◆ Work instruction ◆
Which of the lines in the data below contain the string "ImageTensor"? Copy each of them.

◆ Provided entries ◆
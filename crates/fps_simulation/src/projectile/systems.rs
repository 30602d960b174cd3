//! SphereProjectile systems: активация, lifetime, контакты.

use bevy::prelude::*;
use bevy_rapier3d::prelude::{ActiveEvents, ColliderDisabled, RigidBody, Velocity};
use std::time::Duration;

use super::components::{ProjectileTemplate, SphereProjectile, SPENT_GRACE_DELAY};
use crate::components::{
    spawn_effect, Enemy, Player, SoundRequested, Visual, HIT_EFFECT_LIFETIME,
};
use crate::despawn::{DespawnQueue, DespawnTimer};
use crate::health::{publish_health_change, Health, HealthEvent};
use crate::physics::{CollisionEntered, TriggerEntered};

/// Спавн снаряда по шаблону с начальной скоростью
///
/// Снаряд сразу принадлежит миру: вызывающий получает Entity только для
/// логов / дополнительных таймеров и дальше его не хранит.
pub fn spawn_projectile(
    commands: &mut Commands,
    template: &ProjectileTemplate,
    transform: Transform,
    velocity: Vec3,
    damage: f32,
    life_time: f32,
) -> Entity {
    commands
        .spawn((
            template.instantiate(damage, life_time),
            transform,
            RigidBody::Dynamic,
            template.collider(),
            Velocity::linear(velocity),
            ActiveEvents::COLLISION_EVENTS,
        ))
        .id()
}

/// Spend: render + collider off сразу, деспавн через grace delay
///
/// Повторный вызов для того же снаряда ничего не делает.
fn spend(
    commands: &mut Commands,
    queue: &mut DespawnQueue,
    entity: Entity,
    projectile: &mut SphereProjectile,
    visual: Option<Mut<Visual>>,
    now: Duration,
) {
    if !projectile.mark_spent() {
        return;
    }

    if let Some(mut visual) = visual {
        visual.visible = false;
    }
    if let Ok(mut entity_commands) = commands.get_entity(entity) {
        entity_commands.insert(ColliderDisabled);
    }
    queue.schedule_after(entity, DespawnTimer::Grace, now, SPENT_GRACE_DELAY);

    crate::logger::log(&format!("🔻 Projectile {:?} spent", entity));
}

/// Урон цели, если у неё есть Health
fn strike(
    projectile_entity: Entity,
    damage: f32,
    target: Entity,
    targets: &mut Query<&mut Health>,
    health_events: &mut EventWriter<HealthEvent>,
) {
    let Ok(mut health) = targets.get_mut(target) else {
        return;
    };

    if let Some(change) = health.take_damage(damage) {
        crate::logger::log(&format!(
            "💥 Projectile {:?} hit {:?} for {} damage (HP → {})",
            projectile_entity, target, damage, change.health
        ));
        publish_health_change(health_events, target, change, Some(projectile_entity));
    }
}

/// Система: активация новых снарядов
///
/// spawned_at = now + безусловный деспавн через life_time.
pub fn activate_projectiles(
    mut projectiles: Query<(Entity, &mut SphereProjectile), Added<SphereProjectile>>,
    mut queue: ResMut<DespawnQueue>,
    time: Res<Time<Fixed>>,
) {
    let now = time.elapsed();

    for (entity, mut projectile) in projectiles.iter_mut() {
        projectile.activate(now);
        queue.reschedule_after(entity, DespawnTimer::Lifetime, now, projectile.life_time());
    }
}

/// Система: set_life_time после активации → переназначить безусловный деспавн
pub fn reschedule_projectile_lifetimes(
    mut projectiles: Query<(Entity, &mut SphereProjectile), Changed<SphereProjectile>>,
    mut queue: ResMut<DespawnQueue>,
    time: Res<Time<Fixed>>,
) {
    let now = time.elapsed();

    for (entity, mut projectile) in projectiles.iter_mut() {
        if !projectile.lifetime_dirty() || projectile.is_spent() {
            continue;
        }
        projectile.take_lifetime_dirty();

        queue.reschedule_after(entity, DespawnTimer::Lifetime, now, projectile.life_time());
    }
}

/// Система: per-tick проверка life_time
///
/// Дублирует безусловный Lifetime таймер: какой сработает первым, тот и удалит.
pub fn expire_projectiles(
    mut commands: Commands,
    mut projectiles: Query<(Entity, &mut SphereProjectile, Option<&mut Visual>)>,
    mut queue: ResMut<DespawnQueue>,
    time: Res<Time<Fixed>>,
) {
    let now = time.elapsed();

    for (entity, mut projectile, visual) in projectiles.iter_mut() {
        if projectile.is_spent() || !projectile.is_expired(now) {
            continue;
        }
        spend(&mut commands, &mut queue, entity, &mut projectile, visual, now);
    }
}

/// Система: solid столкновения снарядов
///
/// - other с тегом Player → игнор (ни урона, ни spend)
/// - Health у other → take_damage(damage) ровно один раз
/// - hit effect в точке контакта (2s), hit sound
/// - destroy_on_hit → spend
#[allow(clippy::too_many_arguments)]
pub fn handle_projectile_collisions(
    mut commands: Commands,
    mut contacts: EventReader<CollisionEntered>,
    mut projectiles: Query<(&mut SphereProjectile, Option<&mut Visual>)>,
    mut targets: Query<&mut Health>,
    players: Query<(), With<Player>>,
    mut queue: ResMut<DespawnQueue>,
    mut health_events: EventWriter<HealthEvent>,
    mut sounds: EventWriter<SoundRequested>,
    time: Res<Time<Fixed>>,
) {
    let now = time.elapsed();

    for contact in contacts.read() {
        let Ok((mut projectile, visual)) = projectiles.get_mut(contact.entity) else {
            continue;
        };

        if projectile.is_spent() || players.contains(contact.other) {
            continue;
        }

        strike(
            contact.entity,
            projectile.damage(),
            contact.other,
            &mut targets,
            &mut health_events,
        );

        if let Some(template) = &projectile.hit_effect {
            spawn_effect(
                &mut commands,
                &mut queue,
                template,
                Transform::from_translation(contact.point),
                now,
                HIT_EFFECT_LIFETIME,
            );
        }

        if let Some(clip) = &projectile.hit_sound {
            sounds.write(SoundRequested {
                emitter: contact.entity,
                clip: clip.clone(),
                position: contact.point,
            });
        }

        if projectile.destroy_on_hit {
            spend(&mut commands, &mut queue, contact.entity, &mut projectile, visual, now);
        }
    }
}

/// Система: trigger overlap снаряда с Enemy
///
/// Параллельный путь урона для trigger-based врагов: без эффектов и звука.
pub fn handle_projectile_triggers(
    mut commands: Commands,
    mut overlaps: EventReader<TriggerEntered>,
    mut projectiles: Query<(&mut SphereProjectile, Option<&mut Visual>)>,
    mut targets: Query<&mut Health>,
    enemies: Query<(), With<Enemy>>,
    mut queue: ResMut<DespawnQueue>,
    mut health_events: EventWriter<HealthEvent>,
    time: Res<Time<Fixed>>,
) {
    let now = time.elapsed();

    for overlap in overlaps.read() {
        let Ok((mut projectile, visual)) = projectiles.get_mut(overlap.entity) else {
            continue;
        };

        if projectile.is_spent() || !enemies.contains(overlap.other) {
            continue;
        }

        strike(
            overlap.entity,
            projectile.damage(),
            overlap.other,
            &mut targets,
            &mut health_events,
        );

        if projectile.destroy_on_hit {
            spend(&mut commands, &mut queue, overlap.entity, &mut projectile, visual, now);
        }
    }
}
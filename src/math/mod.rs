pub mod matrix;

pub use matrix::Matrix;
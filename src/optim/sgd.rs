use crate::layers::param::NamedParamMut;
use crate::optim::Optimizer;

/// Plain stochastic gradient descent: `w -= lr · ∂L/∂w`.
pub struct Sgd {
    pub learning_rate: f64,
}

impl Sgd {
    pub fn new(learning_rate: f64) -> Sgd {
        Sgd { learning_rate }
    }
}

impl Optimizer for Sgd {
    fn step(&mut self, params: Vec<NamedParamMut<'_>>) {
        for (_, param) in params.into_iter().filter(|(_, p)| p.is_trainable()) {
            for (row, grad) in param.value.data.iter_mut().zip(param.grad.data.iter()) {
                for (w, g) in row.iter_mut().zip(grad.iter()) {
                    *w -= self.learning_rate * g;
                }
            }
        }
    }

    fn learning_rate(&self) -> f64 {
        self.learning_rate
    }

    fn set_learning_rate(&mut self, lr: f64) {
        self.learning_rate = lr;
    }
}
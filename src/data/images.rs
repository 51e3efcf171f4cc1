use std::fs::File;
use std::io::BufReader;
use std::path::Path;

use image::imageops::FilterType;
use image::Rgb32FImage;
use log::debug;
use tiff::decoder::{Decoder, DecodingResult};
use tiff::ColorType;

use crate::error::{Error, Result};

/// Per-channel normalisation constants of the ImageNet-pretrained backbones.
pub const CHANNEL_MEAN: [f64; 3] = [0.485, 0.456, 0.406];
pub const CHANNEL_STD: [f64; 3] = [0.229, 0.224, 0.225];

/// A channel-first (`C x H x W`) image tensor.
#[derive(Debug, Clone, PartialEq)]
pub struct ImageTensor {
    pub channels: usize,
    pub height: usize,
    pub width: usize,
    pub data: Vec<f64>,
}

impl ImageTensor {
    pub fn new(channels: usize, height: usize, width: usize, data: Vec<f64>) -> Result<ImageTensor> {
        if channels * height * width != data.len() {
            return Err(Error::Data(format!(
                "image of {}x{}x{} needs {} values, got {}",
                channels, height, width, channels * height * width, data.len()
            )));
        }
        Ok(ImageTensor { channels, height, width, data })
    }

    /// Converts an RGB buffer with values in `[0, 1]` to a `3 x H x W` tensor.
    pub fn from_rgb32f(img: &Rgb32FImage) -> ImageTensor {
        let (w, h) = img.dimensions();
        let (w, h) = (w as usize, h as usize);
        let mut data = vec![0.0; 3 * h * w];
        for (x, y, px) in img.enumerate_pixels() {
            for c in 0..3 {
                data[c * h * w + y as usize * w + x as usize] = px.0[c] as f64;
            }
        }
        ImageTensor { channels: 3, height: h, width: w, data }
    }

    pub fn channel(&self, c: usize) -> &[f64] {
        let plane = self.height * self.width;
        &self.data[c * plane..(c + 1) * plane]
    }

    /// Applies `(v - mean[c]) / std[c]` to every value of channel `c`.
    pub fn normalize(&mut self) {
        let plane = self.height * self.width;
        for (c, chunk) in self.data.chunks_mut(plane).enumerate().take(3) {
            for v in chunk.iter_mut() {
                *v = (*v - CHANNEL_MEAN[c]) / CHANNEL_STD[c];
            }
        }
    }
}

/// Loads every image in `path` as a normalised `3 x H x W` tensor.
///
/// `.tif`/`.tiff` files are read page by page (one sample per page); any
/// other format supported by `image` is read as a single sample. Grayscale
/// pages are replicated to three channels. When `resize` is set, each image
/// is resized to `resize x resize` before normalisation.
pub fn load_images(path: impl AsRef<Path>, resize: Option<u32>) -> Result<Vec<ImageTensor>> {
    let path = path.as_ref();
    if !path.is_file() {
        return Err(Error::data_at(path, "file not found"));
    }
    let ext = path.extension()
        .and_then(|e| e.to_str())
        .map(|e| e.to_ascii_lowercase())
        .unwrap_or_default();

    let pages = if ext == "tif" || ext == "tiff" {
        decode_tiff_pages(path)?
    } else {
        let img = image::open(path).map_err(|e| Error::data_at(path, e))?;
        vec![img.to_rgb32f()]
    };
    debug!("decoded {} image(s) from {}", pages.len(), path.display());

    Ok(pages
        .into_iter()
        .map(|page| {
            let page = match resize {
                Some(side) => image::imageops::resize(&page, side, side, FilterType::Triangle),
                None => page,
            };
            let mut tensor = ImageTensor::from_rgb32f(&page);
            tensor.normalize();
            tensor
        })
        .collect())
}

fn decode_tiff_pages(path: &Path) -> Result<Vec<Rgb32FImage>> {
    let file = File::open(path).map_err(|e| Error::data_at(path, e))?;
    let mut decoder = Decoder::new(BufReader::new(file)).map_err(|e| Error::data_at(path, e))?;
    let mut pages = Vec::new();

    loop {
        let (width, height) = decoder.dimensions().map_err(|e| Error::data_at(path, e))?;
        let samples = match decoder.colortype().map_err(|e| Error::data_at(path, e))? {
            ColorType::Gray(_) => 1,
            ColorType::GrayA(_) => 2,
            ColorType::RGB(_) => 3,
            ColorType::RGBA(_) => 4,
            other => {
                return Err(Error::data_at(path, format!("unsupported TIFF color type {:?}", other)))
            }
        };
        let pixels: Vec<f32> = match decoder.read_image().map_err(|e| Error::data_at(path, e))? {
            DecodingResult::U8(buf) => buf.into_iter().map(|v| v as f32 / 255.0).collect(),
            DecodingResult::U16(buf) => buf.into_iter().map(|v| v as f32 / 65535.0).collect(),
            DecodingResult::F32(buf) => buf,
            DecodingResult::F64(buf) => buf.into_iter().map(|v| v as f32).collect(),
            _ => return Err(Error::data_at(path, "unsupported TIFF sample format")),
        };
        pages.push(
            to_rgb(width, height, samples, &pixels)
                .ok_or_else(|| Error::data_at(path, format!("truncated TIFF page {}", pages.len())))?,
        );

        if !decoder.more_images() {
            break;
        }
        decoder.next_image().map_err(|e| Error::data_at(path, e))?;
    }
    Ok(pages)
}

/// Interleaved samples → RGB, dropping alpha and replicating gray.
fn to_rgb(width: u32, height: u32, samples: usize, pixels: &[f32]) -> Option<Rgb32FImage> {
    let n = width as usize * height as usize;
    if pixels.len() < n * samples {
        return None;
    }
    let mut rgb = Vec::with_capacity(n * 3);
    for px in pixels.chunks(samples).take(n) {
        if samples < 3 {
            rgb.extend_from_slice(&[px[0], px[0], px[0]]);
        } else {
            rgb.extend_from_slice(&px[..3]);
        }
    }
    Rgb32FImage::from_raw(width, height, rgb)
}
use std::path::Path;

use crate::error::Result;
use crate::train::epoch_stats::EpochStats;

/// Writes the per-epoch history as a pretty-printed JSON array.
pub fn save_history(path: impl AsRef<Path>, history: &[EpochStats]) -> Result<()> {
    let path = path.as_ref();
    if let Some(parent) = path.parent().filter(|p| !p.as_os_str().is_empty()) {
        std::fs::create_dir_all(parent)?;
    }
    let json = serde_json::to_string_pretty(history)?;
    std::fs::write(path, json)?;
    Ok(())
}

pub fn load_history(path: impl AsRef<Path>) -> Result<Vec<EpochStats>> {
    let json = std::fs::read_to_string(path)?;
    Ok(serde_json::from_str(&json)?)
}
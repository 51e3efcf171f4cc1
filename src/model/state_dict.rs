use std::collections::BTreeMap;
use std::path::Path;

use serde::{Serialize, Deserialize};

use crate::error::{Error, Result};
use crate::layers::param::{NamedParam, NamedParamMut};
use crate::math::matrix::Matrix;

/// A named, deep-copied snapshot of model parameters.
///
/// Snapshots own their tensors: restoring one into a model and training on
/// afterwards never changes the snapshot.
#[derive(Debug, Clone, Default, PartialEq, Serialize, Deserialize)]
pub struct StateDict {
    tensors: BTreeMap<String, Matrix>,
}

impl StateDict {
    pub fn from_params<'a, P>(params: P) -> StateDict
    where
        P: IntoIterator<Item = NamedParam<'a>>,
    {
        StateDict {
            tensors: params
                .into_iter()
                .map(|(name, p)| (name, p.value.clone()))
                .collect(),
        }
    }

    pub fn get(&self, name: &str) -> Option<&Matrix> {
        self.tensors.get(name)
    }

    pub fn insert(&mut self, name: impl Into<String>, tensor: Matrix) {
        self.tensors.insert(name.into(), tensor);
    }

    pub fn names(&self) -> impl Iterator<Item = &str> {
        self.tensors.keys().map(|k| k.as_str())
    }

    pub fn len(&self) -> usize {
        self.tensors.len()
    }

    pub fn is_empty(&self) -> bool {
        self.tensors.is_empty()
    }

    /// Keeps only the tensors whose name starts with `prefix`.
    pub fn filter_prefix(&self, prefix: &str) -> StateDict {
        StateDict {
            tensors: self.tensors
                .iter()
                .filter(|(k, _)| k.starts_with(prefix))
                .map(|(k, v)| (k.clone(), v.clone()))
                .collect(),
        }
    }

    /// Copies every snapshot tensor into the live parameter of the same name.
    ///
    /// Every live parameter must have a tensor of identical shape.
    pub fn restore_into(&self, params: Vec<NamedParamMut<'_>>) -> Result<()> {
        for (name, param) in params {
            let tensor = self.tensors.get(&name)
                .ok_or_else(|| Error::State(format!("snapshot has no tensor '{}'", name)))?;
            if !tensor.is_well_formed() {
                return Err(Error::State(format!(
                    "tensor '{}' declares shape {:?} but its data does not match",
                    name,
                    tensor.shape()
                )));
            }
            if tensor.shape() != param.value.shape() {
                return Err(Error::State(format!(
                    "tensor '{}' has shape {:?} in the snapshot but {:?} in the model",
                    name,
                    tensor.shape(),
                    param.value.shape()
                )));
            }
            param.value.clone_from(tensor);
        }
        Ok(())
    }

    /// Serializes the snapshot to a pretty-printed JSON file, creating parent
    /// directories as needed.
    pub fn save_json(&self, path: impl AsRef<Path>) -> Result<()> {
        let path = path.as_ref();
        if let Some(parent) = path.parent().filter(|p| !p.as_os_str().is_empty()) {
            std::fs::create_dir_all(parent)?;
        }
        let file = std::fs::File::create(path)?;
        let writer = std::io::BufWriter::new(file);
        serde_json::to_writer_pretty(writer, self)?;
        Ok(())
    }

    /// Deserializes a snapshot previously written by `save_json`.
    pub fn load_json(path: impl AsRef<Path>) -> Result<StateDict> {
        let file = std::fs::File::open(path)?;
        let reader = std::io::BufReader::new(file);
        Ok(serde_json::from_reader(reader)?)
    }
}

#[cfg(test)]
mod tests {
    use super::*;
    use crate::layers::param::Param;

    #[test]
    fn snapshot_does_not_alias_live_params() {
        let mut p = Param::new(Matrix::from_data(vec![vec![1.0, 2.0]]));
        let snap = StateDict::from_params(vec![("w".to_string(), &p)]);
        p.value.data[0][0] = 99.0;
        assert_eq!(snap.get("w").unwrap().data[0][0], 1.0);

        snap.restore_into(vec![("w".to_string(), &mut p)]).unwrap();
        p.value.data[0][1] = -5.0;
        assert_eq!(snap.get("w").unwrap().data[0], vec![1.0, 2.0]);
    }

    #[test]
    fn missing_tensor_is_a_state_error() {
        let mut p = Param::new(Matrix::zeros(1, 1));
        let snap = StateDict::default();
        assert!(matches!(
            snap.restore_into(vec![("w".to_string(), &mut p)]),
            Err(Error::State(_))
        ));
    }

    #[test]
    fn malformed_tensor_is_rejected_and_leaves_params_alone() {
        let mut p = Param::new(Matrix::from_data(vec![vec![3.0], vec![4.0]]));
        let snap: StateDict = serde_json::from_str(
            r#"{"tensors": {"w": {"rows": 2, "cols": 1, "data": [[1.0]]}}}"#,
        ).unwrap();
        assert!(matches!(
            snap.restore_into(vec![("w".to_string(), &mut p)]),
            Err(Error::State(_))
        ));
        assert_eq!(p.value.data, vec![vec![3.0], vec![4.0]]);
    }

    #[test]
    fn random_weights_survive_the_file_bit_for_bit() {
        use rand::rngs::StdRng;
        use rand::SeedableRng;

        let dir = tempfile::tempdir().unwrap();
        let path = dir.path().join("weights.json");
        let mut snap = StateDict::default();
        snap.insert("w", Matrix::he(200, 100, &mut StdRng::seed_from_u64(11)));
        snap.save_json(&path).unwrap();

        let loaded = StateDict::load_json(&path).unwrap();
        let (a, b) = (snap.get("w").unwrap().flatten(), loaded.get("w").unwrap().flatten());
        assert!(a.iter().zip(b.iter()).all(|(x, y)| x.to_bits() == y.to_bits()));
    }

    #[test]
    fn json_round_trip_preserves_bits() {
        let dir = tempfile::tempdir().unwrap();
        let path = dir.path().join("nested").join("checkpoint.json");
        let mut snap = StateDict::default();
        snap.insert("w", Matrix::from_data(vec![vec![0.1, -1.0 / 3.0]]));
        snap.save_json(&path).unwrap();
        assert_eq!(StateDict::load_json(&path).unwrap(), snap);
    }
}
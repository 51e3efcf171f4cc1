mod common;

use common::{sequence_rows, tiny_recurrent};
use hybrid_rul::optim::OptimizerKind;
use hybrid_rul::{Dataset, Matrix, RecurrentBranch, TrainConfig, Trainer};

fn sequences(n: usize) -> Dataset<Matrix> {
    let (seqs, rul) = sequence_rows(n);
    let inputs = seqs.iter().map(|s| Matrix::column(s)).collect();
    Dataset::new(inputs, rul.into_iter().map(|r| r[0]).collect()).unwrap()
}

#[test]
fn full_batch_descent_lowers_the_loss_every_epoch() {
    let data = sequences(10);
    let branch = RecurrentBranch::new(4, &tiny_recurrent()).unwrap();
    // One unshuffled batch per epoch, so each epoch is a single gradient step.
    let config = TrainConfig {
        optimizer: OptimizerKind::Sgd,
        shuffle: false,
        patience: 5,
        ..TrainConfig::new(5, 10, 0.005)
    };
    let outcome = Trainer::new(branch, config).unwrap().fit(&data, &data).unwrap();

    assert_eq!(outcome.history.len(), 5);
    assert!(outcome.history.iter().all(|s| s.train.loss.is_finite() && s.valid.loss.is_finite()));
    assert!(
        outcome.train_loss.windows(2).all(|w| w[1] <= w[0]),
        "train loss rose: {:?}",
        outcome.train_loss
    );
    assert!(outcome.train_loss[4] < outcome.train_loss[0]);
}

◆ Response ◆
pub struct ImageTensor {
impl ImageTensor {
    pub fn new(channels: usize, height: usize, width: usize, data: Vec<f64>) -> Result<ImageTensor> {
        Ok(ImageTensor { channels, height, width, data })
    pub fn from_rgb32f(img: &Rgb32FImage) -> ImageTensor {
        ImageTensor { channels: 3, height: h, width: w, data }
pub fn load_images(path: impl AsRef<Path>, resize: Option<u32>) -> Result<Vec<ImageTensor>> {
            let mut tensor = ImageTensor::from_rgb32f(&page);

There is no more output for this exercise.